While life in the ghetto is no new topic for hip-hop artists, (Nas’ Illmatic, Kendrick’s Good Kid, M.A.A.D City), there is a raw, inexplicable culture shock felt from Compton that kept me listening to it on loop every day as I went to and from work. Every beat keeps the engine growling, winding me through the turns and alleys of the L.A. ghetto. Where Dre would take his newfound mastery of carefully nuanced and highly progressive production techniques was, with every track, as unpredictable as a life ravaged by police brutality and gang violence.
Each beat is layered with rhythmic and melodic castings of the textures of Compton. Steady percussive grooves under the steal ringing of guitar is the chain line efforts of survival in Compton, the beads of sweat forming on your temple under the beating of an L.A. sun. Battle marches are ominously brushed by punk hummings and elusive drum fills readying you for the distant likelihood of being added to the body count. Trembling trap quavers are supported by deep, rolling piano riffs, raising and letting fall the crowd at a midnight block party like the ebbing of the sea.

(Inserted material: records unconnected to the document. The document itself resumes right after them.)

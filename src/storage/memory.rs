use std::collections::HashMap;

use async_trait::async_trait;
use tokio::sync::RwLock;

use super::{KeyValueStorage, StorageError};

/// Process-local storage. Nothing survives a restart.
#[derive(Debug, Default)]
pub struct MemoryStorage {
    entries: RwLock<HashMap<String, Vec<u8>>>,
}

impl MemoryStorage {
    #[must_use]
    pub fn new() -> Self {
        Self::default()
    }

    pub async fn is_empty(&self) -> bool {
        self.entries.read().await.is_empty()
    }
}

#[async_trait]
impl KeyValueStorage for MemoryStorage {
    async fn read(&self, key: &str) -> Result<Option<Vec<u8>>, StorageError> {
        Ok(self.entries.read().await.get(key).cloned())
    }

    async fn write(&self, key: &str, value: &[u8]) -> Result<(), StorageError> {
        self.entries
            .write()
            .await
            .insert(key.to_string(), value.to_vec());
        Ok(())
    }

    async fn remove(&self, key: &str) -> Result<(), StorageError> {
        self.entries.write().await.remove(key);
        Ok(())
    }
}

#[cfg(test)]
mod tests {
    use super::*;

    #[tokio::test]
    async fn test_read_missing_key() {
        let storage = MemoryStorage::new();
        assert!(storage.read("nothing").await.unwrap().is_none());
        assert!(storage.is_empty().await);
    }

    #[tokio::test]
    async fn test_write_overwrites_and_remove_clears() {
        let storage = MemoryStorage::new();
        storage.write("k", b"one").await.unwrap();
        storage.write("k", b"two").await.unwrap();

        assert_eq!(storage.read("k").await.unwrap().as_deref(), Some(&b"two"[..]));
        assert!(!storage.is_empty().await);

        storage.remove("k").await.unwrap();
        assert!(storage.read("k").await.unwrap().is_none());

        // removing an absent key is fine
        storage.remove("k").await.unwrap();
    }
}
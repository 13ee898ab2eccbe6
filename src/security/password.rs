use rand::RngCore;
use sha2::{Digest, Sha256};
use subtle::ConstantTimeEq;

/// Generate a random salt of `len` bytes, hex-encoded.
#[must_use]
pub fn generate_salt(len: usize) -> String {
    let mut bytes = vec![0u8; len];
    rand::rng().fill_bytes(&mut bytes);
    hex::encode(bytes)
}

/// SHA-256 over `salt || password`, hex-encoded.
///
/// The salt is hashed in its hex form so stored records can be verified by
/// any consumer that only sees the persisted strings.
#[must_use]
pub fn hash_password(salt: &str, password: &str) -> String {
    let mut hasher = Sha256::new();
    hasher.update(salt.as_bytes());
    hasher.update(password.as_bytes());
    hex::encode(hasher.finalize())
}

/// Recompute the digest and compare it to `expected_hash` in constant time.
#[must_use]
pub fn verify_password(salt: &str, password: &str, expected_hash: &str) -> bool {
    let computed = hash_password(salt, password);
    computed.as_bytes().ct_eq(expected_hash.as_bytes()).into()
}

#[cfg(test)]
mod tests {
    use super::*;

    #[test]
    fn test_generate_salt_length_and_uniqueness() {
        let a = generate_salt(16);
        let b = generate_salt(16);

        assert_eq!(a.len(), 32);
        assert!(a.chars().all(|c| c.is_ascii_hexdigit()));
        assert_ne!(a, b);
    }

    #[test]
    fn test_hash_matches_known_digest() {
        // sha256("abc")
        assert_eq!(
            hash_password("a", "bc"),
            "ba7816bf8f01cfea414140de5dae2223b00361a396177a9cb410ff61f20015ad"
        );
    }

    #[test]
    fn test_salt_changes_digest() {
        assert_ne!(
            hash_password("00", "Password1"),
            hash_password("01", "Password1")
        );
    }

    #[test]
    fn test_verify_password() {
        let salt = generate_salt(16);
        let hash = hash_password(&salt, "Password1");

        assert!(verify_password(&salt, "Password1", &hash));
        assert!(!verify_password(&salt, "password1", &hash));
        assert!(!verify_password(&salt, "Password1", "deadbeef"));
    }
}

The impellent funk of a baseline pulsates like your heart with the pistons as you shift into high gear, flying through a city as callused as it made you.

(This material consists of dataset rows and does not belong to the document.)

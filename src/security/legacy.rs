//! Decoding for credentials stored before salted hashing.
//!
//! Old records kept the password base64-encoded, one byte per character.
//! This module only reads that format; nothing here produces it.

use base64::Engine;
use base64::engine::general_purpose::STANDARD;
use subtle::ConstantTimeEq;

/// Decode a legacy credential back to its password, or `None` if it is not
/// valid base64.
#[must_use]
pub fn decode(encoded: &str) -> Option<String> {
    let bytes = STANDARD.decode(encoded.trim()).ok()?;
    Some(bytes.into_iter().map(char::from).collect())
}

/// Whether `password` matches the legacy credential.
///
/// A credential that fails to decode never matches; callers see the same
/// outcome as for a wrong password.
#[must_use]
pub fn matches(encoded: &str, password: &str) -> bool {
    decode(encoded).is_some_and(|decoded| decoded.as_bytes().ct_eq(password.as_bytes()).into())
}
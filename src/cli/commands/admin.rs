//! Admin console command handlers

use super::{format_timestamp, require_admin};
use crate::services::{AccountError, AccountService};

pub async fn cmd_users(accounts: &dyn AccountService) -> anyhow::Result<()> {
    require_admin(accounts).await?;

    let users = accounts.list_users().await?;
    if users.is_empty() {
        println!("No accounts.");
        return Ok(());
    }

    println!("Accounts ({} total)", users.len());
    println!("{:-<70}", "");

    for user in users {
        let status = if user.disabled { "disabled" } else { "active" };
        let credential = match &user.credential {
            Some(c) if c.is_legacy() => "legacy",
            Some(_) => "salted",
            None => "missing",
        };
        let last_login = user
            .last_login_at
            .as_ref()
            .map_or_else(|| "never".to_string(), format_timestamp);

        println!("{} <{}> [{}]", user.name, user.email, user.role);
        println!(
            "  Status: {} | Credential: {} | Created: {} | Last login: {}",
            status,
            credential,
            format_timestamp(&user.created_at),
            last_login
        );
    }

    Ok(())
}

pub async fn cmd_set_disabled(
    accounts: &dyn AccountService,
    email: &str,
    disabled: bool,
) -> anyhow::Result<()> {
    let session = require_admin(accounts).await?;

    if disabled && session.email == email {
        println!("You cannot disable your own account.");
        return Ok(());
    }

    match accounts.set_disabled(email, disabled).await {
        Ok(()) => {
            let verb = if disabled { "Disabled" } else { "Enabled" };
            println!("✓ {verb} {email}");
            Ok(())
        }
        Err(AccountError::NotFound) => {
            println!("No account with email {email}.");
            Ok(())
        }
        Err(e) => Err(e.into()),
    }
}

pub async fn cmd_activity(accounts: &dyn AccountService, limit: usize) -> anyhow::Result<()> {
    require_admin(accounts).await?;

    let entries = accounts.list_activity(limit).await?;
    if entries.is_empty() {
        println!("No activity recorded.");
        return Ok(());
    }

    for entry in entries {
        println!(
            "{} {:<28} {}",
            format_timestamp(&entry.timestamp),
            entry.email,
            entry.action
        );
    }

    Ok(())
}

pub async fn cmd_stats(accounts: &dyn AccountService) -> anyhow::Result<()> {
    require_admin(accounts).await?;

    let stats = accounts.stats().await?;
    println!("Users:         {}", stats.total_users);
    println!("  disabled:    {}", stats.disabled_users);
    println!("  admins:      {}", stats.admins);
    println!("Announcements: {}", stats.announcements);
    println!("Activity:      {}", stats.activity_entries);

    Ok(())
}
use chrono::{DateTime, Utc};
use serde::{Deserialize, Serialize};

#[derive(Debug, Clone, PartialEq, Serialize, Deserialize)]
pub struct ActivityLogEntry {
    pub email: String,
    pub action: String,
    pub timestamp: DateTime<Utc>,
    #[serde(default, skip_serializing_if = "Option::is_none")]
    pub meta: Option<serde_json::Value>,
}

impl ActivityLogEntry {
    pub fn new(email: impl Into<String>, action: impl Into<String>) -> Self {
        Self {
            email: email.into(),
            action: action.into(),
            timestamp: Utc::now(),
            meta: None,
        }
    }

    #[must_use]
    pub fn with_meta(mut self, meta: serde_json::Value) -> Self {
        self.meta = Some(meta);
        self
    }
}
//! Announcement command handlers

use super::{format_timestamp, require_admin};
use crate::services::AccountService;

pub async fn cmd_announce(accounts: &dyn AccountService, text: &str) -> anyhow::Result<()> {
    let session = require_admin(accounts).await?;

    let text = text.trim();
    if text.is_empty() {
        println!("Announcement text cannot be empty.");
        return Ok(());
    }

    accounts.post_announcement(text, &session.name).await?;
    println!("✓ Announcement posted");
    Ok(())
}

pub async fn cmd_announcements(accounts: &dyn AccountService) -> anyhow::Result<()> {
    let announcements = accounts.list_announcements().await?;
    if announcements.is_empty() {
        println!("No announcements yet.");
        return Ok(());
    }

    for announcement in announcements {
        println!(
            "[{}] {}: {}",
            format_timestamp(&announcement.timestamp),
            announcement.by,
            announcement.text
        );
    }

    Ok(())
}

With his lyrics, Dre chronicles the constant, unrelenting grind he lived though to achieve fame–the pressure he faced from his surroundings and affiliates, and the hopeless, drowning sensation felt by so many impoverished youth living in ghettoized areas (climaxing with the chilling account of a man literally drowning). Every song turns a page in the confessions of man unresolved with his career, growing more disconnected with the struggle of living in Compton (“Don’t ever call me fortunate, you don’t know what it cost me/ So anybody complaining about they circumstances lost me, homie”), and grappling with a society that now funds his luxurious lifestyle but still doesn’t respect him as a black man.

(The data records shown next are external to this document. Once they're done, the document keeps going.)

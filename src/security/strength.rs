use serde::Serialize;

use crate::constants::limits::MIN_PASSWORD_LENGTH;

/// Advisory result of [`evaluate_strength`].
#[derive(Debug, Clone, PartialEq, Eq, Serialize)]
pub struct PasswordStrength {
    /// 0..=4
    pub score: u8,
    pub message: String,
    /// Registration accepts the password only when this is set.
    pub valid: bool,
}

/// Score a password.
///
/// One point each for: at least eight characters, both lower and upper case,
/// a digit, a character that is not an ASCII letter or digit. A password is
/// valid with at least eight characters, an uppercase letter and a digit.
///
/// Letter and digit classes are ASCII only, so `É` counts as special and not
/// as uppercase.
#[must_use]
pub fn evaluate_strength(password: &str) -> PasswordStrength {
    let long_enough = password.chars().count() >= MIN_PASSWORD_LENGTH;
    let has_upper = password.chars().any(|c| c.is_ascii_uppercase());
    let has_lower = password.chars().any(|c| c.is_ascii_lowercase());
    let has_digit = password.chars().any(|c| c.is_ascii_digit());
    let has_special = password.chars().any(|c| !c.is_ascii_alphanumeric());

    let score: u8 = [long_enough, has_upper && has_lower, has_digit, has_special]
        .iter()
        .map(|&passed| u8::from(passed))
        .sum();

    let valid = long_enough && has_upper && has_digit;

    let label = match score {
        0 | 1 => "Weak",
        2 => "Fair",
        3 => "Good",
        _ => "Strong",
    };

    let message = if valid {
        label.to_string()
    } else if !long_enough {
        format!("{label}: use at least {MIN_PASSWORD_LENGTH} characters")
    } else if !has_upper {
        format!("{label}: add an uppercase letter")
    } else {
        format!("{label}: add a number")
    };

    PasswordStrength {
        score,
        message,
        valid,
    }
}

#[cfg(test)]
mod tests {
    use super::*;

    #[test]
    fn test_short_lowercase_is_weak() {
        let strength = evaluate_strength("abc");
        assert!(!strength.valid);
        assert_eq!(strength.score, 0);
        assert!(strength.message.starts_with("Weak"));
    }

    #[test]
    fn test_minimum_valid_password() {
        let strength = evaluate_strength("Abcdef12");
        assert!(strength.valid);
        assert!(strength.score >= 3);
        assert_eq!(strength.message, "Good");
    }

    #[test]
    fn test_special_character_reaches_max_score() {
        let strength = evaluate_strength("Abcdef12!");
        assert!(strength.valid);
        assert_eq!(strength.score, 4);
        assert_eq!(strength.message, "Strong");
    }

    #[test]
    fn test_missing_uppercase_is_invalid() {
        let strength = evaluate_strength("abcdefg1");
        assert!(!strength.valid);
        assert_eq!(strength.score, 2);
        assert_eq!(strength.message, "Fair: add an uppercase letter");
    }

    #[test]
    fn test_missing_digit_is_invalid() {
        let strength = evaluate_strength("Abcdefgh!");
        assert!(!strength.valid);
        assert_eq!(strength.score, 3);
        assert_eq!(strength.message, "Good: add a number");
    }

    #[test]
    fn test_length_counts_characters_not_bytes() {
        // 7 characters, 8+ bytes
        assert!(!evaluate_strength("Ééééé1a").valid);
    }

    #[test]
    fn test_non_ascii_letters_count_as_special() {
        // no ASCII uppercase, so invalid; 'É' is the special character
        let strength = evaluate_strength("Ébcdefg1");
        assert!(!strength.valid);
        assert_eq!(strength.score, 3);
        assert_eq!(strength.message, "Good: add an uppercase letter");

        let strength = evaluate_strength("Abcdéfg1");
        assert!(strength.valid);
        assert_eq!(strength.score, 4);
    }
}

But with the sounds of a man washing up on shore, alive and inhaling the breaths of air he thought he never would comes revelation. Out from the troubled psyche of one of hip-hops most prolific characters is a hope of ending the systematic racism that perpetuates the condition of African Americans. Dre calls upon the rap industry to change its obsession with the superficial and focus on bringing passion back to the black community. We even see Dre reconnect with Compton, reconciling with the astronomical odds of his success as a black man living in America. (“Some of us was unbalanced but some us used our talents, shit”)
The album closes with the familiar sound of a trumpet cry; however, this time around channelling the spirit of the Dr. Dre’s African American musical predecessors of the jazz era with a delicate and pneumatic solo that slowly fades into the music of Dre’s now. Thus ends what Dre has announced to be his final album, and undoubtedly the magnum opus of his career. Like 30 years ago, Dre is on the cusp of musical innovation. The production feat of Compton sets a new standard for the rap industry and its complex and thematic lyricism follows closely behind Kendrick Lamar’s masterpiece To Pimp a Butterfly released earlier this year. Basically, follow Eminem’s advice…don’t forget about Dre. Ever.